Probably that's what they are after.

https://www.mermaidchart.com/

Thomas Winkel

How could AI help here?
With "XML approach" I mean unzip the vsdx file and analyse the original xml documents.
I never did that and I have no idea about the structure and if there are any libraries, examples, documentation that would help.
For our use case I would only export some data like user fields, properties, connections, ...
Common ShapeSheet cells such as colors, positions, etc. are not required.
But, of course other use cases could also require this information.
Simply exporting everything could be very slow.

Thomas Winkel

Thank you, Nikolay. I feared that.
I hadn't even considered that the XMLs only contain formulas but no results...
This makes this approach completely useless for me.
Thanks for the links, I'll look at that later this weekend.

Nikolay

#5
If you only consider top-level shapes, that could work, as formulas basically just values for those.

Parsing it in general is not THAT bad, but it could definitely help if something like `WordprocessingDocument` existed for Visio. It looks all manual as of now, with non-trivial namespaces.

The mermaid is a widely accepted approach in the community. Not sure about your situation, but if they need to draw some diagrams with AI, this is the way to go, forget about Visio.

Nikolay

#6
BTW, my SvgPublish can export JSON with that information (see an example below),
but it's obviously a Visio plug-in so it requires Visio to run (and uses Visio COM API)

Yacine

@Thomas, When I said AI, I meant that the result is most probably to be fed to an AI.
Exporting the whole xml isn't slow. But it would export too much data and clutter the AI.
I had a look at Nikolay's JSON file, it looks just perfect as it collects all the shapes and the connections. This is probably exactly what your client wants.

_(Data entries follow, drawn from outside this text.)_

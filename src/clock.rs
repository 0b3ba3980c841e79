use std::sync::atomic::{AtomicU64, Ordering};
use std::sync::Arc;
use std::time::Duration;

use tokio::sync::Notify;
use tokio::time::{self, Instant, MissedTickBehavior};
use tracing::{info, trace};

use crate::context::FlightContext;
use crate::protocol::ObcTime;

/// Onboard time in seconds.
///
/// Reads, sets and ticks are single atomic operations, so a reader never sees a
/// partially written value and no tick is lost across a set.
#[derive(Debug, Default)]
pub struct OnboardClock {
    seconds: AtomicU64,
    changed: Notify,
}

impl OnboardClock {
    pub fn new() -> Self {
        Self::default()
    }

    pub fn starting_at(seconds: ObcTime) -> Self {
        Self {
            seconds: AtomicU64::new(seconds),
            changed: Notify::new(),
        }
    }

    pub fn now(&self) -> ObcTime {
        self.seconds.load(Ordering::SeqCst)
    }

    pub fn set(&self, seconds: ObcTime) {
        self.seconds.store(seconds, Ordering::SeqCst);
        self.changed.notify_one();
    }

    /// Advances by one second and returns the new time.
    pub fn tick(&self) -> ObcTime {
        let now = self.seconds.fetch_add(1, Ordering::SeqCst).wrapping_add(1);
        self.changed.notify_one();
        now
    }

    /// Resolves once the time has been ticked or set.
    ///
    /// A change with nobody waiting is remembered for the next call. Only one
    /// task (the release timer) waits here.
    pub async fn changed(&self) {
        self.changed.notified().await;
    }
}

/// Advances the onboard clock once per `period` forever.
pub async fn run_ticker(ctx: Arc<FlightContext>, period: Duration) {
    info!(?period, "onboard clock started");
    let mut interval = time::interval_at(Instant::now() + period, period);
    interval.set_missed_tick_behavior(MissedTickBehavior::Burst);

    loop {
        interval.tick().await;
        let now = ctx.clock.tick();
        trace!(now, "tick");
    }
}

@Nikolay, I don't understand what you mean with Mermaid. It generates diagrams from data. How is that useful for reading Visio files?
Yacine

Nikolay

#8
I mean mermaid as a language used to create diagrams, that is now embedded in most places (like GitHub for example)

It is not useful one bit for reading Visio files, of course ;D

I just thought maybe Visio can be replaced by it, but it depends on the project. If Visio diagrams are already there (?) and need to be analyzed by AI to get something out of them, then obviously some processing tool needs to be created. But in case the diagrams don't exist and are to be generated, then GPT for example can make mermaid diagrams easily by description.

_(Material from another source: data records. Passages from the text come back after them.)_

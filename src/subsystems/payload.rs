use serde::{Deserialize, Serialize};

use super::{unknown_command, Action, Subsystem};
use crate::health::SubsystemMode;
use crate::protocol::{CommandError, Destination, Envelope};

#[derive(Debug, Clone, PartialEq, Eq, Serialize, Deserialize)]
pub struct PayloadState {
    pub mode: SubsystemMode,
    pub mode_changes: u32,
}

#[derive(Debug, Clone, Copy)]
pub enum PayloadCommand {}

/// Payload stub.
#[derive(Debug)]
pub struct Payload {
    state: PayloadState,
}

impl Payload {
    pub fn new() -> Self {
        Self {
            state: PayloadState {
                mode: SubsystemMode::On,
                mode_changes: 0,
            },
        }
    }
}

impl Default for Payload {
    fn default() -> Self {
        Self::new()
    }
}

impl Subsystem for Payload {
    type State = PayloadState;
    type Command = PayloadCommand;

    const ID: Destination = Destination::Payload;

    fn decode(&self, envelope: &Envelope) -> Result<PayloadCommand, CommandError> {
        Err(unknown_command(Self::ID, envelope))
    }

    fn execute_command(&mut self, command: PayloadCommand) -> Result<Action, CommandError> {
        match command {}
    }

    fn get_state(&self) -> PayloadState {
        self.state.clone()
    }

    // TODO: power the payload electronics down in Off/Safe once a driver exists.
    fn on_mode_change(&mut self, mode: SubsystemMode) {
        self.state.mode = mode;
        self.state.mode_changes += 1;
    }
}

This is the list of text file types supported by current GPT platform, and Visio is not one of them:
File types supported: .c, .cs, .cpp, .doc, .docx, .html, .java, .json, .md, .pdf, .php, .pptx, .py, .rb, .tex, .txt, .css, .js, .sh, .ts

https://platform.openai.com/docs/assistants/tools/file-search/supported-files

Yacine

Yes, now were are talking.

Several weeks ago I tried actually to let an AI understand my drawings, only to learn that this is not obvious.

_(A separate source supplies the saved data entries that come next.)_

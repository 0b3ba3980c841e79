use crate::clock::OnboardClock;
use crate::health::{HealthTable, ModuleStatus};
use crate::modes::{ModeCell, SatelliteMode};
use crate::protocol::{Destination, DESTINATION_COUNT};

/// State shared by every component: onboard time, satellite mode, the
/// housekeeping health table and each module's status.
///
/// Every field is individually atomic; nothing here needs a lock.
#[derive(Debug)]
pub struct FlightContext {
    pub clock: OnboardClock,
    pub satellite_mode: ModeCell,
    pub health: HealthTable,
    statuses: [ModuleStatus; DESTINATION_COUNT],
}

impl FlightContext {
    pub fn new() -> Self {
        Self {
            clock: OnboardClock::new(),
            satellite_mode: ModeCell::new(SatelliteMode::Detumbling),
            health: HealthTable::new(),
            statuses: core::array::from_fn(|_| ModuleStatus::new()),
        }
    }

    pub fn status(&self, module: Destination) -> &ModuleStatus {
        &self.statuses[module.index()]
    }

    /// `(module, [mode, msv])` for every addressable module.
    pub fn status_report(&self) -> Vec<(Destination, [u8; 2])> {
        Destination::ALL
            .iter()
            .map(|d| (*d, self.status(*d).report_bytes()))
            .collect()
    }
}

impl Default for FlightContext {
    fn default() -> Self {
        Self::new()
    }
}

These AI companies concentrate on getting AIs to understand text.
Somewhat later they understood that plain text isn't enough. Users want to upload Word, Excel, PDF, and what no more of file formats to communicate with the AI. Visio is obviously not one of the primary formats.

This prioritizing is interesting to observe in so far as in my opinion the AIs (GPT 4o in my case) are intelligent enough to handle our main needs, but lack primitive exchange tools. Considering what these companies invest in matters of effort in the "intelligence" of the their systems, I cannot really understand why these much simpler converting tasks of translating one file format in another is so difficult. Wrong priorities in my opinion.
Yacine

Thomas Winkel

Time for an example 8)

We create schematics like that:
You cannot view this attachment.
We can generate several exports for our internal work: wire list, parts list, signals & configurations, ...
Now, a customer also needs some data for their internal tooling.
But they cannot yet clearly define what exactly they need because their tool is in an early stage.
It is clear that they need some shape data as well as the connections.
For the connections its important to know the connection points (e.g. relay n.o. contact connects to the signal pin of the analog input).
That's easy with VBA / VSTO using COM.
But for some reason this is not on option.
Maybe they do not have the knowledge or their tool runs on Linux machines, I don't know and I don't care.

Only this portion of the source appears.